- While the overall benefit of a high quality product is often not much greater than that of a lower quality product (from fitness coaches to free mobile phone games to bottles of wine), people will still pay much higher rates for a quality product.
- The people who spend this kind of money, curiously enough, also tend to be the kind of people who think that they've gotten a good deal.
- The kind of person who spends a lot of money on something is the kind of person who is likely to value having spent that money and vice versa: if you're the kind of person who doesn't think it's worth it, chances are that it isn't for you.
- Be honest about what you do and don't value, and make smart decisions. Don't waste money on quality when it isn't important, and don't be stingy with your money when it is.
- A good coach is like a good bottle of wine: it's a luxury product, but it's one that can be well worth it.
I know exercise coaches that charge $500/month, and people pay them. I know business coaches that charge $2000/month, or hundreds of dollars for a single phone call, and people pay them.

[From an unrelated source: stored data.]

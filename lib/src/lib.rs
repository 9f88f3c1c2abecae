//! Core domain types and pure logic for the oscar schema change orchestrator:
//! execution records, the tool command builder, the risk classifier and the
//! progress parser. Everything in this crate is side-effect free; I/O lives in
//! the store, sandbox and engine crates.

pub mod command;
pub mod progress;
pub mod record;
pub mod risk;

pub use command::{BuildError, CommandBuilder, ConnectionTarget, PtOptions, TableInfo};
pub use progress::parse_progress;
pub use record::{
    ConnectionDescriptor, DdlType, Environment, ExecutionParams, ExecutionRecord, ExecutionStatus,
};
pub use risk::{RiskAssessment, RiskClassifier, RiskContext, RiskLevel};
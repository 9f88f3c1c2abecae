//! Tests for the submission service: validation, the safety gate, and the
//! hand-off to the orchestrator.

use std::{sync::Arc, time::Duration};

use oscar_engine::{EventBroadcaster, Orchestrator, OrchestratorConfig};
use oscar_host::{
    error::HostError,
    service::{CreateConnectionRequest, ExecutionRequest, ExecutionService},
};
use oscar_lib::{DdlType, Environment, ExecutionStatus, RiskClassifier, RiskLevel};
use oscar_sandbox::{MockDriver, MockScript};
use oscar_store::{CredentialVault, InMemoryStore, ListFilter, Page, RecordStore};

struct Harness {
    store: Arc<InMemoryStore>,
    service: ExecutionService,
}

async fn harness() -> Harness {
    let store = Arc::new(InMemoryStore::new());
    let vault = Arc::new(CredentialVault::new("host-tests"));
    let driver = Arc::new(MockDriver::new(MockScript::default()));
    let broadcaster = Arc::new(EventBroadcaster::new());
    let orchestrator = Orchestrator::new(
        store.clone(),
        store.clone(),
        vault.clone(),
        driver,
        broadcaster,
        OrchestratorConfig::default(),
    );
    orchestrator.serve().await;

    let service = ExecutionService::new(
        store.clone(),
        store.clone(),
        store.clone(),
        vault,
        orchestrator,
        RiskClassifier::new(vec!["payments".to_string()]),
    );
    Harness { store, service }
}

async fn seed_connection(h: &Harness, environment: Environment) -> String {
    let request = CreateConnectionRequest {
        name: format!("{environment:?} db"),
        environment,
        host: "db.example".to_string(),
        port: 3306,
        username: "root".to_string(),
        password: "p@ss".to_string(),
        database_name: "app".to_string(),
        connect_timeout: None,
        charset: None,
        use_ssl: None,
    };
    h.service
        .create_connection(&request, "alice")
        .await
        .unwrap()
        .id
}

fn fragment_request(connection_id: &str) -> ExecutionRequest {
    ExecutionRequest {
        connection_id: connection_id.to_string(),
        database_name: "app".to_string(),
        table_name: "orders".to_string(),
        ddl_type: DdlType::Fragment,
        original_ddl: None,
        execution_params: None,
        ticket_id: None,
        table_rows: Some(1000),
    }
}

async fn record_count(store: &InMemoryStore) -> u64 {
    let (_, total) = RecordStore::list(store, &ListFilter::default(), Page::default())
        .await
        .unwrap();
    total
}

#[tokio::test]
async fn preview_masks_the_password_and_reports_risk() {
    let h = harness().await;
    let connection_id = seed_connection(&h, Environment::Dev).await;

    let mut request = fragment_request(&connection_id);
    request.table_rows = Some(500_000);
    let preview = h.service.preview(&request, "alice").await.unwrap();

    assert_eq!(preview.command.matches("--password=***").count(), 1);
    assert_eq!(preview.command.matches("--alter=\"ENGINE=INNODB\"").count(), 1);
    assert_eq!(preview.command.matches("D=app,t=orders").count(), 1);
    assert!(!preview.command.contains("p@ss"));
    assert_eq!(preview.recommended_chunk_size, 2000);
    assert_eq!(preview.risk.level, RiskLevel::Low);
    assert!(preview.risk.is_safe);

    // Previews never create records.
    assert_eq!(record_count(&h.store).await, 0);
}

#[tokio::test]
async fn forbidden_ddl_is_rejected_without_a_record() {
    let h = harness().await;
    let connection_id = seed_connection(&h, Environment::Dev).await;

    let mut request = fragment_request(&connection_id);
    request.ddl_type = DdlType::Other;
    request.original_ddl = Some("ALTER TABLE x DROP TABLE x".to_string());

    let err = h.service.submit(&request, "alice").await.unwrap_err();
    match err {
        HostError::Validation(message) => assert_eq!(message, "DROP TABLE not allowed"),
        other => panic!("unexpected error: {other:?}"),
    }
    assert_eq!(record_count(&h.store).await, 0);
}

#[tokio::test]
async fn missing_custom_ddl_is_rejected() {
    let h = harness().await;
    let connection_id = seed_connection(&h, Environment::Dev).await;

    let mut request = fragment_request(&connection_id);
    request.ddl_type = DdlType::AddColumn;
    request.original_ddl = None;

    assert!(matches!(
        h.service.submit(&request, "alice").await.unwrap_err(),
        HostError::Validation(_)
    ));
}

#[tokio::test]
async fn production_changes_without_a_ticket_are_blocked() {
    let h = harness().await;
    let connection_id = seed_connection(&h, Environment::Prod).await;

    let err = h
        .service
        .submit(&fragment_request(&connection_id), "alice")
        .await
        .unwrap_err();
    match err {
        HostError::Blocked(reason) => assert!(reason.contains("ticket")),
        other => panic!("unexpected error: {other:?}"),
    }
    assert_eq!(record_count(&h.store).await, 0);
}

#[tokio::test]
async fn production_changes_with_a_ticket_run() {
    let h = harness().await;
    let connection_id = seed_connection(&h, Environment::Prod).await;

    let mut request = fragment_request(&connection_id);
    request.ticket_id = Some("CHG-1234".to_string());
    let record = h.service.submit(&request, "alice").await.unwrap();
    assert_eq!(record.status, ExecutionStatus::Pending);
    assert_eq!(record.created_by, "alice");
}

#[tokio::test]
async fn submitted_executions_run_to_completion() {
    let h = harness().await;
    let connection_id = seed_connection(&h, Environment::Dev).await;

    let record = h
        .service
        .submit(&fragment_request(&connection_id), "alice")
        .await
        .unwrap();

    let deadline = tokio::time::Instant::now() + Duration::from_secs(5);
    loop {
        let stored = RecordStore::get(h.store.as_ref(), &record.id).await.unwrap();
        if stored.status == ExecutionStatus::Completed {
            assert_eq!(stored.processed_rows, 1000);
            assert!(stored.execution_logs.is_some());
            break;
        }
        assert!(
            tokio::time::Instant::now() < deadline,
            "execution never completed, status: {}",
            stored.status
        );
        tokio::time::sleep(Duration::from_millis(10)).await;
    }

    let logs = h.service.logs(&record.id).await.unwrap().unwrap();
    assert!(logs.contains("Successfully altered"));
    assert!(!logs.contains("p@ss"));
}

#[tokio::test]
async fn unknown_connections_are_not_found() {
    let h = harness().await;
    let err = h
        .service
        .submit(&fragment_request("missing"), "alice")
        .await
        .unwrap_err();
    assert!(matches!(err, HostError::NotFound(_)));
}
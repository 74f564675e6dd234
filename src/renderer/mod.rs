//! Canvas 2D rendering
//!
//! Wasm-only: draws straight into the page's 2D canvas context.

#[cfg(target_arch = "wasm32")]
mod canvas;

#[cfg(target_arch = "wasm32")]
pub use canvas::CanvasRenderer;
//! Game state and core simulation types

use glam::Vec2;
use rand::{Rng, SeedableRng};
use rand_pcg::Pcg32;

use crate::consts::*;

/// Current phase of gameplay
#[derive(Debug, Clone, Copy, PartialEq, Eq)]
pub enum GamePhase {
    /// Ship alive, normal play
    Playing,
    /// Ship destroyed; terminal until reset
    GameOver,
}

/// The player's ship
///
/// Never removed from the state; once dead it is rendered as debris anchored
/// at its final position.
#[derive(Debug, Clone, Copy)]
pub struct Ship {
    pub pos: Vec2,
    pub vel: Vec2,
    /// Facing angle (radians), recomputed each tick from velocity
    pub angle: f32,
    /// Sim time (ms) at which the ship was destroyed
    pub death_time: Option<f64>,
}

impl Ship {
    fn new(pos: Vec2) -> Self {
        // Initial drift matches the initial facing angle of 0
        Self {
            pos,
            vel: Vec2::new(1.0, 0.0),
            angle: 0.0,
            death_time: None,
        }
    }

    pub fn is_dead(&self) -> bool {
        self.death_time.is_some()
    }
}

/// A short-lived directional entity fired by the ship
#[derive(Debug, Clone, Copy)]
pub struct Projectile {
    pub id: u32,
    pub pos: Vec2,
    /// Unit direction of travel
    pub vel: Vec2,
    /// Length (px) of the drag that fired it; scales speed
    pub drag_dist: f32,
    /// Remaining life (ms); removed at or below zero
    pub life: f32,
    /// Sim time (ms) at creation
    pub created: f64,
}

impl Projectile {
    /// Speed multiplier from the firing drag, saturating at the bounds
    pub fn speed_multiplier(&self) -> f32 {
        (self.drag_dist * self.drag_dist / DRAG_SPEED_SCALE).clamp(SPEED_MULT_MIN, SPEED_MULT_MAX)
    }

    /// True once the projectile has lived past the self-harm grace window
    pub fn past_grace(&self) -> bool {
        self.life <= PROJECTILE_LIFE_MS - FIRE_GRACE_MS
    }
}

/// A static circular target removed on projectile contact
#[derive(Debug, Clone, Copy)]
pub struct Enemy {
    pub id: u32,
    pub pos: Vec2,
}

/// An in-progress pointer drag
///
/// Modeled as an explicit variant rather than a nullable record: the last
/// point is legitimately unknown until the first move event arrives.
#[derive(Debug, Clone, Copy, PartialEq)]
pub enum DragGesture {
    Idle,
    Active { start: Vec2, last: Option<Vec2> },
}

/// A completed drag, ready to spawn a projectile
#[derive(Debug, Clone, Copy, PartialEq)]
pub struct FireEvent {
    /// Unit direction from drag start to release point
    pub dir: Vec2,
    /// Euclidean drag length (px)
    pub dist: f32,
}

/// Things that happened during a tick, for host-side effects (HUD, logging)
#[derive(Debug, Clone, Copy, PartialEq, Eq)]
pub enum GameEvent {
    ProjectileFired { id: u32 },
    ProjectileExpired { id: u32 },
    EnemySpawned { id: u32 },
    EnemyDestroyed { id: u32 },
    ShipDestroyed,
}

/// Complete game state
///
/// One shared mutable record, passed by reference to `tick` and the renderer.
#[derive(Debug, Clone)]
pub struct GameState {
    /// Run seed for reproducibility
    pub seed: u64,
    /// Drawing surface bounds
    pub width: f32,
    pub height: f32,
    /// Accumulated sim time (ms)
    pub time_ms: f64,
    pub phase: GamePhase,
    /// Monotonically non-decreasing during play
    pub score: u32,
    pub ship: Ship,
    /// Active projectiles (sorted by id for determinism)
    pub projectiles: Vec<Projectile>,
    /// Active enemies (sorted by id for determinism)
    pub enemies: Vec<Enemy>,
    /// At most one active gesture at a time
    pub drag: DragGesture,
    /// Per-piece factors in [-1, 1] for the debris pattern, fixed at init
    pub debris_factors: [f32; DEBRIS_PIECES],
    /// Time (ms) accumulated toward the next enemy spawn
    pub spawn_clock_ms: f32,
    /// Events emitted by the most recent tick
    pub events: Vec<GameEvent>,
    rng: Pcg32,
    next_id: u32,
}

impl GameState {
    /// Create a new game state with the given bounds and seed
    pub fn new(width: f32, height: f32, seed: u64) -> Self {
        let mut rng = Pcg32::seed_from_u64(seed);
        let mut debris_factors = [0.0; DEBRIS_PIECES];
        for factor in &mut debris_factors {
            *factor = rng.random_range(-1.0..1.0);
        }

        let mut state = Self {
            seed,
            width,
            height,
            time_ms: 0.0,
            phase: GamePhase::Playing,
            score: 0,
            ship: Ship::new(Vec2::new(width / 2.0, height / 2.0)),
            projectiles: Vec::new(),
            enemies: Vec::new(),
            drag: DragGesture::Idle,
            debris_factors,
            spawn_clock_ms: 0.0,
            events: Vec::new(),
            rng,
            next_id: 0,
        };

        // One enemy is on the field from the start
        state.spawn_enemy_at(Vec2::new(width / 3.0, height / 3.0));

        state
    }

    /// Reinitialize everything for a fresh session with a new seed
    ///
    /// Bounds are kept; ship, collections, gesture, score, phase, clocks, RNG
    /// and debris factors all return to their new-game values.
    pub fn reset(&mut self, seed: u64) {
        *self = Self::new(self.width, self.height, seed);
    }

    /// Allocate a new entity ID
    pub fn next_entity_id(&mut self) -> u32 {
        let id = self.next_id;
        self.next_id += 1;
        id
    }

    /// Spawn an enemy at a fixed position
    pub fn spawn_enemy_at(&mut self, pos: Vec2) -> u32 {
        let id = self.next_entity_id();
        self.enemies.push(Enemy { id, pos });
        id
    }

    /// Spawn an enemy at an RNG-chosen position within bounds
    pub fn spawn_enemy_random(&mut self) -> u32 {
        let pos = Vec2::new(
            self.rng.random_range(0.0..self.width),
            self.rng.random_range(0.0..self.height),
        );
        self.spawn_enemy_at(pos)
    }

    /// Spawn a projectile at the ship from a completed drag, applying recoil
    ///
    /// Ignored once the game is over.
    pub fn spawn_projectile(&mut self, fire: FireEvent) -> Option<u32> {
        if self.phase == GamePhase::GameOver {
            return None;
        }

        let id = self.next_entity_id();
        self.projectiles.push(Projectile {
            id,
            pos: self.ship.pos,
            vel: fire.dir,
            drag_dist: fire.dist,
            life: PROJECTILE_LIFE_MS,
            created: self.time_ms,
        });

        // Recoil: firing pushes the ship the other way. Masses are not
        // modeled, so the exchange is deliberately unbalanced.
        self.ship.vel -= fire.dir;

        Some(id)
    }

    /// Mark the ship dead and end the session. Idempotent.
    pub fn kill_ship(&mut self) {
        if self.phase == GamePhase::GameOver {
            return;
        }
        self.ship.death_time = Some(self.time_ms);
        self.phase = GamePhase::GameOver;
        self.events.push(GameEvent::ShipDestroyed);
    }

    // --- Drag gesture lifecycle -------------------------------------------

    /// Pointer down: begin a gesture unless one is already active
    pub fn begin_drag(&mut self, pos: Vec2) {
        if self.drag == DragGesture::Idle {
            self.drag = DragGesture::Active {
                start: pos,
                last: None,
            };
        }
    }

    /// Pointer move: update the last known point of the active gesture
    pub fn move_drag(&mut self, pos: Vec2) {
        if let DragGesture::Active { ref mut last, .. } = self.drag {
            *last = Some(pos);
        }
    }

    /// Pointer up: convert a sufficiently long drag into a fire event
    ///
    /// Always returns the gesture to `Idle`. Gestures with no move events or
    /// shorter than the fire threshold are discarded.
    pub fn end_drag(&mut self) -> Option<FireEvent> {
        let gesture = std::mem::replace(&mut self.drag, DragGesture::Idle);
        let DragGesture::Active {
            start,
            last: Some(last),
        } = gesture
        else {
            return None;
        };

        let delta = last - start;
        let dist = delta.length();
        if dist < FIRE_THRESHOLD {
            return None;
        }

        Some(FireEvent {
            dir: delta / dist,
            dist,
        })
    }
}

#[cfg(test)]
mod tests {
    use super::*;
    use crate::consts::*;

    fn state() -> GameState {
        GameState::new(SURFACE_WIDTH, SURFACE_HEIGHT, 7)
    }

    #[test]
    fn new_state_has_centered_ship_and_one_enemy() {
        let state = state();
        assert_eq!(state.ship.pos, Vec2::new(400.0, 300.0));
        assert_eq!(state.enemies.len(), 1);
        assert_eq!(state.phase, GamePhase::Playing);
        assert_eq!(state.score, 0);
    }

    #[test]
    fn only_one_gesture_active_at_a_time() {
        let mut state = state();
        state.begin_drag(Vec2::new(10.0, 10.0));
        state.begin_drag(Vec2::new(99.0, 99.0));

        assert_eq!(
            state.drag,
            DragGesture::Active {
                start: Vec2::new(10.0, 10.0),
                last: None,
            }
        );
    }

    #[test]
    fn short_drag_is_discarded() {
        let mut state = state();
        state.begin_drag(Vec2::new(100.0, 100.0));
        state.move_drag(Vec2::new(104.0, 100.0));

        assert_eq!(state.end_drag(), None);
        assert_eq!(state.drag, DragGesture::Idle);
    }

    #[test]
    fn drag_without_move_is_discarded() {
        let mut state = state();
        state.begin_drag(Vec2::new(100.0, 100.0));
        assert_eq!(state.end_drag(), None);
    }

    #[test]
    fn long_drag_fires_with_unit_direction() {
        let mut state = state();
        state.begin_drag(Vec2::new(100.0, 100.0));
        state.move_drag(Vec2::new(160.0, 100.0));

        let fire = state.end_drag().expect("drag should fire");
        assert_eq!(fire.dir, Vec2::new(1.0, 0.0));
        assert_eq!(fire.dist, 60.0);
        assert_eq!(state.drag, DragGesture::Idle);
    }

    #[test]
    fn fire_spawns_at_ship_and_applies_recoil() {
        let mut state = state();
        let vel_before = state.ship.vel;
        let fire = FireEvent {
            dir: Vec2::new(0.0, 1.0),
            dist: 100.0,
        };

        state.spawn_projectile(fire).expect("should spawn");

        let projectile = state.projectiles.last().unwrap();
        assert_eq!(projectile.pos, state.ship.pos);
        assert_eq!(projectile.vel, Vec2::new(0.0, 1.0));
        assert_eq!(projectile.life, PROJECTILE_LIFE_MS);
        assert_eq!(state.ship.vel, vel_before - Vec2::new(0.0, 1.0));
    }

    #[test]
    fn no_projectile_after_game_over() {
        let mut state = state();
        state.kill_ship();

        let fire = FireEvent {
            dir: Vec2::new(1.0, 0.0),
            dist: 100.0,
        };
        assert_eq!(state.spawn_projectile(fire), None);
        assert!(state.projectiles.is_empty());
    }

    #[test]
    fn kill_ship_is_idempotent() {
        let mut state = state();
        state.kill_ship();
        let death_time = state.ship.death_time;

        state.time_ms += 100.0;
        state.kill_ship();

        assert_eq!(state.ship.death_time, death_time);
        assert_eq!(
            state
                .events
                .iter()
                .filter(|e| **e == GameEvent::ShipDestroyed)
                .count(),
            1
        );
    }

    #[test]
    fn speed_multiplier_saturates_at_bounds() {
        let mut projectile = Projectile {
            id: 0,
            pos: Vec2::ZERO,
            vel: Vec2::new(1.0, 0.0),
            drag_dist: 20.0,
            life: PROJECTILE_LIFE_MS,
            created: 0.0,
        };
        // 400 / 100_000 is far below the floor
        assert_eq!(projectile.speed_multiplier(), SPEED_MULT_MIN);

        projectile.drag_dist = 200.0;
        // 40_000 / 100_000 lands inside the bounds
        assert!((projectile.speed_multiplier() - 0.4).abs() < 1e-6);

        projectile.drag_dist = 1000.0;
        assert_eq!(projectile.speed_multiplier(), SPEED_MULT_MAX);
    }

    #[test]
    fn reset_restores_fresh_session() {
        let mut state = state();
        state.score = 12;
        state.kill_ship();
        state.time_ms = 9999.0;
        state.begin_drag(Vec2::ZERO);

        state.reset(42);

        assert_eq!(state.seed, 42);
        assert_eq!(state.score, 0);
        assert_eq!(state.phase, GamePhase::Playing);
        assert_eq!(state.time_ms, 0.0);
        assert_eq!(state.drag, DragGesture::Idle);
        assert!(state.ship.death_time.is_none());
        assert!(state.projectiles.is_empty());
        assert_eq!(state.enemies.len(), 1);
        assert_eq!(state.width, SURFACE_WIDTH);
    }

    #[test]
    fn debris_factors_are_deterministic_per_seed() {
        let a = GameState::new(800.0, 600.0, 5);
        let b = GameState::new(800.0, 600.0, 5);
        let c = GameState::new(800.0, 600.0, 6);
        assert_eq!(a.debris_factors, b.debris_factors);
        assert_ne!(a.debris_factors, c.debris_factors);
        assert!(a.debris_factors.iter().all(|f| (-1.0..1.0).contains(f)));
    }
}
//! Deterministic simulation module
//!
//! All gameplay logic lives here. This module must be pure and deterministic:
//! - Seeded RNG only
//! - Stable iteration order (by entity ID)
//! - No rendering or platform dependencies

pub mod collision;
pub mod state;
pub mod tick;

pub use collision::{circle_distance, circle_hit};
pub use state::{
    DragGesture, Enemy, FireEvent, GameEvent, GamePhase, GameState, Projectile, Ship,
};
pub use tick::{TickInput, tick};
//! Recoil - a drag-to-fire arcade shooter
//!
//! Core modules:
//! - `sim`: Deterministic simulation (physics, collisions, game state)
//! - `renderer`: Canvas 2D rendering (wasm only)

pub mod renderer;
pub mod sim;

use glam::Vec2;

/// Game tuning constants
pub mod consts {
    /// Drawing surface dimensions (fixed canvas, no resizing contract)
    pub const SURFACE_WIDTH: f32 = 800.0;
    pub const SURFACE_HEIGHT: f32 = 600.0;

    /// Minimum drag length (px) for a release to fire
    pub const FIRE_THRESHOLD: f32 = 10.0;
    /// Initial projectile life budget (ms)
    pub const PROJECTILE_LIFE_MS: f32 = 5000.0;
    /// Time after firing (ms) before a projectile can harm its own ship
    pub const FIRE_GRACE_MS: f32 = 500.0;
    /// Drag length is squared then divided by this to get the speed multiplier
    pub const DRAG_SPEED_SCALE: f32 = 100_000.0;
    /// Speed multiplier bounds (long drags saturate, short ones still move)
    pub const SPEED_MULT_MIN: f32 = 0.2;
    pub const SPEED_MULT_MAX: f32 = 2.0;

    /// Ship drift damping (velocity units to px/ms)
    pub const SHIP_DAMPING: f32 = 0.1;
    pub const SHIP_RADIUS: f32 = 10.0;

    pub const ENEMY_RADIUS: f32 = 20.0;
    /// One enemy spawns per this much sim time (ms)
    pub const ENEMY_SPAWN_INTERVAL_MS: f32 = 1000.0;

    /// Number of debris fragments drawn after the ship dies
    pub const DEBRIS_PIECES: usize = 10;
}

/// Wrap a position toroidally into `[0, width) x [0, height)`
///
/// Exiting one edge re-enters the opposite one. Handles displacements larger
/// than one screen.
#[inline]
pub fn wrap_position(pos: Vec2, width: f32, height: f32) -> Vec2 {
    Vec2::new(wrap_axis(pos.x, width), wrap_axis(pos.y, height))
}

/// `rem_euclid` can round up to exactly `limit` for tiny negative inputs
#[inline]
fn wrap_axis(v: f32, limit: f32) -> f32 {
    let wrapped = v.rem_euclid(limit);
    if wrapped >= limit { 0.0 } else { wrapped }
}

#[cfg(test)]
mod tests {
    use super::*;

    #[test]
    fn wrap_keeps_positions_in_bounds() {
        let wrapped = wrap_position(Vec2::new(-5.0, 605.0), 800.0, 600.0);
        assert_eq!(wrapped, Vec2::new(795.0, 5.0));
    }

    #[test]
    fn wrap_is_identity_inside_bounds() {
        let pos = Vec2::new(123.0, 456.0);
        assert_eq!(wrap_position(pos, 800.0, 600.0), pos);
    }

    #[test]
    fn wrap_handles_multi_screen_displacement() {
        let wrapped = wrap_position(Vec2::new(1650.0, -1205.0), 800.0, 600.0);
        assert_eq!(wrapped, Vec2::new(50.0, 595.0));
    }
}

Why is it that people pay these coaches, when they could get a similar program for $5 if they know the right place to look? In most cases, you could probably find a cheaper coach who would provide roughly the same service. So, why do people pay so much to the coaches at the top of the food chain?
When you play a free mobile game on your phone, chances are that there are ways for you to pay money to get in game bonuses. Sometimes as many as 98% of the people who play this free game will pay absolutely nothing and still be able to get a lot of joy out of it, yet a handful of “whales” - big spenders in that remaining 2% - will pay enough money that it keeps the company making the game afloat. In many cases, these whales might pay a lot more than they would pay for a traditional $60 console game.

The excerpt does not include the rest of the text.